Action item
Within the records below is a range that opens at the line with "filename src/domain/mod.rs" and closes at the line with "repository 71a96d4f5f1d0802". Return that range word for word, both ends included, and only that range.
(Beginning of Data listing)
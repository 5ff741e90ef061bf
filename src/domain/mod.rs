//! Domain types for TaskMate
//!
//! Core types: Task and TaskId. The serde shape matches the static
//! JSON resource loaded once at startup.

mod id;
mod task;

pub use id::TaskId;
pub use task::Task;
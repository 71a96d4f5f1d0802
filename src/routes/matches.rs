use axum::{
    routing::{delete, get, post, put},
    Router,
};

use super::admin_only;
use crate::handlers::matches;
use crate::state::AppState;

pub fn routes(state: &AppState) -> Router<AppState> {
    Router::new()
        .route(
            "/",
            get(matches::get_matches).merge(admin_only(state, post(matches::create_match))),
        )
        .route(
            "/:id",
            get(matches::get_match)
                .merge(admin_only(state, put(matches::update_match)))
                .merge(admin_only(state, delete(matches::delete_match))),
        )
        .route("/:id/result", admin_only(state, post(matches::record_result)))
}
(End of Data listing)
Solution to the problem
filename src/domain/mod.rs
//! Domain types for TaskMate
//!
//! Core types: Task and TaskId. The serde shape matches the static
//! JSON resource loaded once at startup.

mod id;
mod task;

pub use id::TaskId;
pub use task::Task;
repository 71a96d4f5f1d0802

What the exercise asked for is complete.